Data records:
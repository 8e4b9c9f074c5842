use std::sync::Arc;

use log::{info, warn};
use serde_json::Value;
use thiserror::Error;

use crate::assistant::{
    Assistant, AssistantBackend, AssistantError, IndexRecommendation, QuerySuggestion,
};
use crate::auth::{
    AuthBackend, AuthError, AuthManager, AuthToken, Credentials, MemoryTokenStore, NewAccount,
    TokenStore, UserProfile,
};
use crate::connection_manager::{
    ConnectOutcome, ConnectionBackend, ConnectionDescriptor, ConnectionManager,
    ConnectionManagerError, ConnectionStatus, DatabaseKind,
};
use crate::error::ValidationError;
use crate::performance_log::PerformanceLog;
use crate::query_library::{
    HistoryEntry, NewSavedQuery, QueryLibrary, QueryLibraryBackend, QueryLibraryError, SavedQuery,
};
use crate::query_runner::{
    ExecutionOutcome, QueryBackend, QueryDispatcher, QueryRequest, QueryRunnerError,
};
use crate::result_cache::ResultCache;
use crate::role_guard::{RoleGuard, UserRole};
use crate::schema_cache::{
    ErDiagram, SchemaBackend, SchemaCacheError, SchemaCacheService, SchemaSnapshot,
};
use crate::sql_text::looks_like_ddl;

/// Everything a session needs from the remote service.
pub trait SessionBackend:
    ConnectionBackend
    + QueryBackend
    + SchemaBackend
    + AssistantBackend
    + QueryLibraryBackend
    + AuthBackend
    + Clone
{
}

impl<T> SessionBackend for T where
    T: ConnectionBackend
        + QueryBackend
        + SchemaBackend
        + AssistantBackend
        + QueryLibraryBackend
        + AuthBackend
        + Clone
{
}

#[derive(Debug, Error)]
pub enum SessionError {
    #[error(transparent)]
    Validation(#[from] ValidationError),
    #[error(transparent)]
    Connection(#[from] ConnectionManagerError),
    #[error(transparent)]
    Query(#[from] QueryRunnerError),
    #[error(transparent)]
    Schema(#[from] SchemaCacheError),
    #[error(transparent)]
    Assistant(#[from] AssistantError),
    #[error(transparent)]
    Library(#[from] QueryLibraryError),
    #[error(transparent)]
    Auth(#[from] AuthError),
}

impl SessionError {
    /// True when the error was raised locally without contacting the backend.
    #[must_use]
    pub fn is_validation(&self) -> bool {
        matches!(
            self,
            Self::Validation(_)
                | Self::Connection(ConnectionManagerError::Validation(_))
                | Self::Query(QueryRunnerError::Validation(_))
                | Self::Assistant(AssistantError::Validation(_))
                | Self::Library(QueryLibraryError::Validation(_))
                | Self::Auth(AuthError::Validation(_))
        )
    }
}

pub struct SessionOptions {
    pub performance_log: PerformanceLog,
    pub token: AuthToken,
    pub token_store: Box<dyn TokenStore>,
    pub role_guard: RoleGuard,
    pub auto_explain: bool,
}

impl Default for SessionOptions {
    fn default() -> Self {
        Self {
            performance_log: PerformanceLog::in_memory(),
            token: AuthToken::new(),
            token_store: Box::new(MemoryTokenStore::default()),
            role_guard: RoleGuard::default(),
            auto_explain: false,
        }
    }
}

#[derive(Debug, Clone)]
pub struct ConnectReport {
    pub outcome: ConnectOutcome,
    pub schema: Option<Arc<SchemaSnapshot>>,
    pub schema_error: Option<String>,
}

#[derive(Debug, Clone)]
pub struct RunReport {
    pub outcome: Arc<ExecutionOutcome>,
    pub schema_refreshed: bool,
}

impl RunReport {
    #[must_use]
    pub fn is_slow(&self) -> bool {
        self.outcome.is_slow
    }
}

/// One client session against the remote service: at most one active
/// connection, one bearer token, and the caches built on top of them.
pub struct Session<B: SessionBackend> {
    connection: ConnectionManager<B>,
    dispatcher: QueryDispatcher<B>,
    schema: SchemaCacheService<B>,
    assistant: Assistant<B>,
    library: QueryLibrary<B>,
    auth: AuthManager<B>,
    results: ResultCache,
    performance: PerformanceLog,
    role_guard: RoleGuard,
    auto_explain: bool,
}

-- TASK BRIEF --
Among the preceding records, how many lines include the word "Clone"? Reply with the number only.

-- SOLUTION FOR THIS TASK --
4